I have yet to see the first episode of Game of Thrones, though I have every intention of watching it in the near future.
That said, reading one review of the first episode, this sentence resonated with me:
“It’s so taken up with making sure everything is set in place that it largely forgets to do anything other than offer up a long series of stilted introductions.”
This was exactly why I was not able to get into the books when I tried to read it. I read about 150 pages and felt like I had met a bunch of people, but no one was actually doing anything yet. This problem crystallized for me when I was reading in public and some guy asked me, “What’s that about?” and I had no idea how to answer.
I will fully admit that I would probably give an HBO series a little more latitude along these lines than I would a book, which is probably a terrible thing for me to say, but there you go. And, quite possibly, after this season is over and the show does really hook me, I’ll give the book another go with a clearer sense of who the people are, and thus have an easier time investing myself in them.
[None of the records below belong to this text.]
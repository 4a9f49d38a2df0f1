//! # Logging & Tracing Infrastructure
//!
//! Provides structured logging with the `tracing` crate, supporting:
//! - JSON, pretty and compact output formats on native targets
//! - Browser console output on `wasm32` through `tracing-wasm`
//! - Module-level filtering
//! - Integration with host logging via `LoggerSink`
//!
//! ## Overview
//!
//! This module configures the `tracing-subscriber` registry and provides
//! [`LoggerSinkLayer`], which mirrors every event that survives filtering to a
//! [`LoggerSink`] while the event keeps flowing through the regular layers.
//! The playback binder reports begin-playback failures as `error!` events, so
//! a sink is the way a host page collects those diagnostics.
//!
//! ## Usage
//!
//! ```ignore
//! use core_runtime::logging::{init_logging, LogFormat, LoggingConfig};
//! use bridge_traits::{LogLevel, MemoryLogger};
//! use std::sync::Arc;
//!
//! let config = LoggingConfig::default()
//!     .with_format(LogFormat::Pretty)
//!     .with_level(LogLevel::Debug)
//!     .with_logger_sink(Arc::new(MemoryLogger::default()));
//!
//! init_logging(config).expect("Failed to initialize logging");
//! tracing::info!("Widget started");
//! ```

use crate::error::{Error, Result};

use bridge_traits::logging::{LogEntry, LogLevel, LoggerSink};

use std::collections::HashMap;
use std::fmt;
use std::sync::Arc;

use tracing::field::{Field, Visit};
use tracing::{Event, Subscriber};
use tracing_subscriber::{
    filter::EnvFilter,
    layer::{Context, SubscriberExt},
    registry::LookupSpan,
    util::SubscriberInitExt,
    Layer,
};

/// Crates whose events the default filter lets through at the configured level.
const WIDGET_TARGETS: &[&str] = &[
    "audio_widget",
    "core_runtime",
    "core_playback",
    "core_async",
    "bridge_wasm",
];

/// Log output format
#[derive(Debug, Clone, Copy, PartialEq, Eq)]
pub enum LogFormat {
    /// Human-readable pretty format with colors
    Pretty,
    /// Structured JSON format for machine parsing
    Json,
    /// Compact format for production
    Compact,
}

impl Default for LogFormat {
    fn default() -> Self {
        #[cfg(debug_assertions)]
        return Self::Pretty;

        #[cfg(not(debug_assertions))]
        return Self::Json;
    }
}

/// Logging configuration
#[derive(Clone)]
pub struct LoggingConfig {
    /// Output format (ignored in the browser, where the console is the output)
    pub format: LogFormat,
    /// Minimum log level
    pub level: LogLevel,
    /// Custom filter string (e.g., "core_playback=trace,bridge_wasm=debug")
    pub filter: Option<String>,
    /// Optional logger sink for forwarding logs to host
    pub logger_sink: Option<Arc<dyn LoggerSink>>,
    /// Emit span enter/exit events
    pub enable_spans: bool,
    /// Display target module in logs
    pub display_target: bool,
}

impl Default for LoggingConfig {
    fn default() -> Self {
        Self {
            format: LogFormat::default(),
            level: LogLevel::Info,
            filter: None,
            logger_sink: None,
            enable_spans: false,
            display_target: true,
        }
    }
}

impl fmt::Debug for LoggingConfig {
    fn fmt(&self, f: &mut fmt::Formatter<'_>) -> fmt::Result {
        f.debug_struct("LoggingConfig")
            .field("format", &self.format)
            .field("level", &self.level)
            .field("filter", &self.filter)
            .field("logger_sink", &self.logger_sink.is_some())
            .field("enable_spans", &self.enable_spans)
            .field("display_target", &self.display_target)
            .finish()
    }
}

impl LoggingConfig {
    /// Set log format
    pub fn with_format(mut self, format: LogFormat) -> Self {
        self.format = format;
        self
    }

    /// Set minimum log level
    pub fn with_level(mut self, level: LogLevel) -> Self {
        self.level = level;
        self
    }

    /// Set custom filter string
    pub fn with_filter(mut self, filter: impl Into<String>) -> Self {
        self.filter = Some(filter.into());
        self
    }

    /// Set logger sink for host integration
    pub fn with_logger_sink(mut self, sink: Arc<dyn LoggerSink>) -> Self {
        self.logger_sink = Some(sink);
        self
    }

    /// Enable or disable span events
    pub fn with_spans(mut self, enable: bool) -> Self {
        self.enable_spans = enable;
        self
    }

    /// Enable or disable target display
    pub fn with_target(mut self, display: bool) -> Self {
        self.display_target = display;
        self
    }
}

/// Initialize the logging system
///
/// This should be called once during application startup. Subsequent calls
/// will return an error.
///
/// # Errors
///
/// Returns [`Error::Config`] if the filter string does not parse or a global
/// subscriber is already installed.
#[cfg(not(target_arch = "wasm32"))]
pub fn init_logging(config: LoggingConfig) -> Result<()> {
    let filter = build_filter(&config)?;
    let sink_layer = LoggerSinkLayer::new(config.logger_sink.clone());
    let span_events = if config.enable_spans {
        tracing_subscriber::fmt::format::FmtSpan::ACTIVE
    } else {
        tracing_subscriber::fmt::format::FmtSpan::NONE
    };

    let registry = tracing_subscriber::registry().with(filter).with(sink_layer);

    let result = match config.format {
        LogFormat::Pretty => registry
            .with(
                tracing_subscriber::fmt::layer()
                    .pretty()
                    .with_target(config.display_target)
                    .with_span_events(span_events)
                    .with_writer(std::io::stdout),
            )
            .try_init(),
        LogFormat::Json => registry
            .with(
                tracing_subscriber::fmt::layer()
                    .json()
                    .flatten_event(true)
                    .with_current_span(config.enable_spans)
                    .with_span_list(config.enable_spans)
                    .with_target(config.display_target)
                    .with_writer(std::io::stdout),
            )
            .try_init(),
        LogFormat::Compact => registry
            .with(
                tracing_subscriber::fmt::layer()
                    .compact()
                    .with_target(config.display_target)
                    .with_span_events(span_events)
                    .with_writer(std::io::stdout),
            )
            .try_init(),
    };

    result.map_err(|e| Error::Config(format!("Failed to initialize logging: {}", e)))
}

/// Initialize logging for the browser.
///
/// Events go to the developer console through `tracing-wasm`, panics are
/// routed there by `console_error_panic_hook`, and the optional sink still
/// receives every event.
#[cfg(target_arch = "wasm32")]
pub fn init_logging(config: LoggingConfig) -> Result<()> {
    console_error_panic_hook::set_once();

    let filter = build_filter(&config)?;
    let wasm_layer = tracing_wasm::WASMLayer::new(
        tracing_wasm::WASMLayerConfigBuilder::new()
            .set_max_level(to_tracing_level(config.level))
            .set_report_logs_in_timings(config.enable_spans)
            .build(),
    );

    tracing_subscriber::registry()
        .with(filter)
        .with(LoggerSinkLayer::new(config.logger_sink.clone()))
        .with(wasm_layer)
        .try_init()
        .map_err(|e| Error::Config(format!("Failed to initialize logging: {}", e)))
}

pub(crate) fn build_filter(config: &LoggingConfig) -> Result<EnvFilter> {
    let filter_string = match &config.filter {
        Some(custom_filter) => custom_filter.clone(),
        None => {
            // Our crates at the configured level, everything else at warn
            let base_level = level_name(config.level);
            let mut directives = vec!["warn".to_string()];
            directives.extend(
                WIDGET_TARGETS
                    .iter()
                    .map(|target| format!("{}={}", target, base_level)),
            );
            directives.join(",")
        }
    };

    EnvFilter::try_new(filter_string)
        .map_err(|e| Error::Config(format!("Invalid log filter: {}", e)))
}

fn level_name(level: LogLevel) -> &'static str {
    match level {
        LogLevel::Trace => "trace",
        LogLevel::Debug => "debug",
        LogLevel::Info => "info",
        LogLevel::Warn => "warn",
        LogLevel::Error => "error",
    }
}

#[cfg(target_arch = "wasm32")]
fn to_tracing_level(level: LogLevel) -> tracing::Level {
    match level {
        LogLevel::Trace => tracing::Level::TRACE,
        LogLevel::Debug => tracing::Level::DEBUG,
        LogLevel::Info => tracing::Level::INFO,
        LogLevel::Warn => tracing::Level::WARN,
        LogLevel::Error => tracing::Level::ERROR,
    }
}

/// Layer that forwards events to a [`LoggerSink`] implementation.
///
/// Installed by [`init_logging`]; tests stack it on a bare registry with
/// `tracing::subscriber::set_default` to capture what the widget logs.
pub struct LoggerSinkLayer {
    sink: Option<Arc<dyn LoggerSink>>,
}

impl LoggerSinkLayer {
    pub fn new(sink: Option<Arc<dyn LoggerSink>>) -> Self {
        Self { sink }
    }
}

impl<S> Layer<S> for LoggerSinkLayer
where
    S: Subscriber + for<'a> LookupSpan<'a>,
{
    fn on_event(&self, event: &Event<'_>, ctx: Context<'_, S>) {
        let Some(sink) = self.sink.as_ref() else {
            return;
        };

        let metadata = event.metadata();
        let level = tracing_level_to_log_level(*metadata.level());

        if level < sink.min_level() {
            return;
        }

        let mut visitor = SinkVisitor::default();
        event.record(&mut visitor);

        let message = visitor
            .message
            .unwrap_or_else(|| metadata.name().to_string());

        let mut entry = LogEntry::new(level, metadata.target(), message);

        for (key, value) in visitor.fields {
            entry = entry.with_field(key, value);
        }

        if let Some(span) = ctx.lookup_current() {
            entry = entry.with_span_id(span.name());
        }

        // Sinks must not log through tracing here or the event would recurse.
        let _ = sink.log(entry);
    }
}

#[derive(Default)]
struct SinkVisitor {
    message: Option<String>,
    fields: HashMap<String, String>,
}

impl SinkVisitor {
    fn record_value(&mut self, field: &Field, value: String) {
        if field.name() == "message" {
            self.message = Some(value);
        } else {
            self.fields.insert(field.name().to_string(), value);
        }
    }
}

impl Visit for SinkVisitor {
    fn record_str(&mut self, field: &Field, value: &str) {
        self.record_value(field, value.to_string());
    }

    fn record_i64(&mut self, field: &Field, value: i64) {
        self.record_value(field, value.to_string());
    }

    fn record_u64(&mut self, field: &Field, value: u64) {
        self.record_value(field, value.to_string());
    }

    fn record_bool(&mut self, field: &Field, value: bool) {
        self.record_value(field, value.to_string());
    }

    fn record_f64(&mut self, field: &Field, value: f64) {
        self.record_value(field, value.to_string());
    }

    fn record_error(&mut self, field: &Field, value: &(dyn std::error::Error + 'static)) {
        self.record_value(field, value.to_string());
    }

    fn record_debug(&mut self, field: &Field, value: &dyn fmt::Debug) {
        self.record_value(field, format!("{:?}", value));
    }
}

fn tracing_level_to_log_level(level: tracing::Level) -> LogLevel {
    match level {
        tracing::Level::TRACE => LogLevel::Trace,
        tracing::Level::DEBUG => LogLevel::Debug,
        tracing::Level::INFO => LogLevel::Info,
        tracing::Level::WARN => LogLevel::Warn,
        tracing::Level::ERROR => LogLevel::Error,
    }
}

#[cfg(test)]
mod tests {
    use super::*;
    use bridge_traits::logging::MemoryLogger;

    #[test]
    fn test_logging_config_builder() {
        let config = LoggingConfig::default()
            .with_format(LogFormat::Json)
            .with_level(LogLevel::Debug)
            .with_filter("core_playback=trace")
            .with_spans(true)
            .with_target(false);

        assert_eq!(config.format, LogFormat::Json);
        assert_eq!(config.level, LogLevel::Debug);
        assert_eq!(config.filter, Some("core_playback=trace".to_string()));
        assert!(config.enable_spans);
        assert!(!config.display_target);
        assert!(config.logger_sink.is_none());
    }

    #[test]
    fn test_default_format() {
        #[cfg(debug_assertions)]
        assert_eq!(LogFormat::default(), LogFormat::Pretty);

        #[cfg(not(debug_assertions))]
        assert_eq!(LogFormat::default(), LogFormat::Json);
    }

    #[test]
    fn test_build_filter_covers_widget_crates() {
        let config = LoggingConfig::default().with_level(LogLevel::Debug);
        let filter = build_filter(&config).unwrap().to_string();
        assert!(filter.contains("core_playback=debug"));
        assert!(filter.contains("bridge_wasm=debug"));
    }

    #[test]
    fn test_build_custom_filter() {
        let config = LoggingConfig::default().with_filter("core_playback=trace,bridge_wasm=debug");
        let filter = build_filter(&config).unwrap();
        assert!(filter.to_string().contains("core_playback=trace"));
    }

    #[test]
    fn test_build_filter_rejects_garbage() {
        let config = LoggingConfig::default().with_filter("core_playback=loudest");
        assert!(matches!(build_filter(&config), Err(Error::Config(_))));
    }

    #[test]
    fn test_logger_sink_layer_forwards_event() {
        let sink = Arc::new(MemoryLogger::default());
        let trait_sink: Arc<dyn LoggerSink> = sink.clone();
        let subscriber = tracing_subscriber::registry().with(LoggerSinkLayer::new(Some(trait_sink)));
        let _guard = tracing::subscriber::set_default(subscriber);

        tracing::info!(target: "test.target", volume = 0.25, "volume changed");

        let entries = sink.entries();
        assert_eq!(entries.len(), 1);
        let entry = &entries[0];
        assert_eq!(entry.target, "test.target");
        assert_eq!(entry.message, "volume changed");
        assert_eq!(entry.fields.get("volume"), Some(&"0.25".to_string()));
    }

    #[test]
    fn test_logger_sink_layer_respects_min_level() {
        let sink = Arc::new(MemoryLogger::new(LogLevel::Warn));
        let trait_sink: Arc<dyn LoggerSink> = sink.clone();
        let subscriber = tracing_subscriber::registry().with(LoggerSinkLayer::new(Some(trait_sink)));
        let _guard = tracing::subscriber::set_default(subscriber);

        tracing::debug!("ignored");
        tracing::error!(name = "NotSupportedError", "playback failed");

        let entries = sink.entries();
        assert_eq!(entries.len(), 1);
        assert_eq!(entries[0].level, LogLevel::Error);
    }

    #[test]
    fn test_logger_sink_layer_records_span_name() {
        let sink = Arc::new(MemoryLogger::default());
        let trait_sink: Arc<dyn LoggerSink> = sink.clone();
        let subscriber = tracing_subscriber::registry().with(LoggerSinkLayer::new(Some(trait_sink)));
        let _guard = tracing::subscriber::set_default(subscriber);

        let span = tracing::info_span!("toggle_play_pause");
        let _entered = span.enter();
        tracing::info!("inside");

        assert_eq!(
            sink.entries()[0].span_id.as_deref(),
            Some("toggle_play_pause")
        );
    }
}
//! `HTMLAudioElement` playback handle.
//!
//! Implements [`MediaHandle`] over a looping `<audio>` element with one
//! `<source>` child. `play()` rejections arrive as `DOMException`s and are
//! classified by exception name.

use bridge_traits::error::Result as BridgeResult;
use bridge_traits::playback::{AudioSource, MediaHandle, PlayFuture, PlayRejection};
use futures::FutureExt;
use tracing::{debug, warn};
use wasm_bindgen::{JsCast, JsValue};
use wasm_bindgen_futures::JsFuture;
use web_sys::{Document, DomException, HtmlAudioElement, HtmlSourceElement};

use crate::error::WasmError;

/// Playback handle backed by a DOM `<audio>` element.
pub struct HtmlAudioHandle {
    element: HtmlAudioElement,
}

impl HtmlAudioHandle {
    /// Create a detached `<audio loop>` element for `source`.
    ///
    /// `fallback_text` is what browsers without audio support render instead.
    pub fn create(
        document: &Document,
        source: &AudioSource,
        fallback_text: &str,
    ) -> BridgeResult<Self> {
        let element: HtmlAudioElement = document
            .create_element("audio")
            .map_err(WasmError::from)?
            .dyn_into()
            .map_err(|_| WasmError::UnexpectedElement("HTMLAudioElement"))?;
        element.set_loop(true);
        element.set_preload("auto");

        let source_element: HtmlSourceElement = document
            .create_element("source")
            .map_err(WasmError::from)?
            .dyn_into()
            .map_err(|_| WasmError::UnexpectedElement("HTMLSourceElement"))?;
        source_element.set_src(&source.url);
        source_element.set_type(&source.mime_type);

        element
            .append_child(&source_element)
            .map_err(WasmError::from)?;
        element
            .append_child(&document.create_text_node(fallback_text))
            .map_err(WasmError::from)?;

        debug!(url = %source.url, mime_type = %source.mime_type, "Created audio element");

        Ok(Self { element })
    }

    /// The underlying element, for insertion into the page.
    pub fn element(&self) -> &HtmlAudioElement {
        &self.element
    }
}

impl MediaHandle for HtmlAudioHandle {
    fn play(&self) -> PlayFuture {
        match self.element.play() {
            Ok(promise) => {
                let request = JsFuture::from(promise);
                async move {
                    request
                        .await
                        .map(|_| ())
                        .map_err(|err| classify_rejection(&err))
                }
                .boxed_local()
            }
            Err(err) => {
                let rejection = classify_rejection(&err);
                async move { Err(rejection) }.boxed_local()
            }
        }
    }

    fn pause(&self) {
        if let Err(err) = self.element.pause() {
            warn!(error = ?err, "HTMLMediaElement.pause() threw");
        }
    }

    fn set_volume(&self, volume: f64) {
        self.element.set_volume(volume);
    }

    fn volume(&self) -> f64 {
        self.element.volume()
    }

    fn set_muted(&self, muted: bool) {
        self.element.set_muted(muted);
    }

    fn muted(&self) -> bool {
        self.element.muted()
    }

    fn is_paused(&self) -> bool {
        self.element.paused()
    }

    fn release(&self) {
        self.pause();

        // Dropping the sources and reloading aborts any in-flight fetch.
        while let Some(child) = self.element.first_child() {
            if self.element.remove_child(&child).is_err() {
                break;
            }
        }
        self.element.load();
        self.element.remove();

        debug!("Released audio element");
    }
}

/// Map a `play()` rejection value onto a [`PlayRejection`].
pub fn classify_rejection(value: &JsValue) -> PlayRejection {
    if let Some(exception) = value.dyn_ref::<DomException>() {
        return PlayRejection::from_exception(&exception.name(), exception.message());
    }

    if let Some(error) = value.dyn_ref::<js_sys::Error>() {
        let name: String = error.name().into();
        let message: String = error.message().into();
        return PlayRejection::from_exception(&name, message);
    }

    PlayRejection::Failed {
        name: "Error".to_string(),
        message: value
            .as_string()
            .unwrap_or_else(|| format!("{:?}", value)),
    }
}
One thing that occurred to me, after thinking about this for a bit, is how a book like this could not be picked up as an author’s first book, not any more. (Yes, I do know that when George R. R. Martin started this series, he was already a well established writer.) Same, of course, can be said for Lord of the Rings. In fantasy, from what I’ve seen and been told, you simply can’t get away with the “Let me paint a scene for you for a while before things really get going” approach. But it’s an approach that, again, from what I’ve seen and been told, a lot of early writers keep trying. (Raise your hand if you’ve heard someone say, or you yourself have said, “It really gets going at Chapter 10.”) But I can imagine it’s hard to convince someone NOT to take that approach when it’s exactly what several of their favorite works did.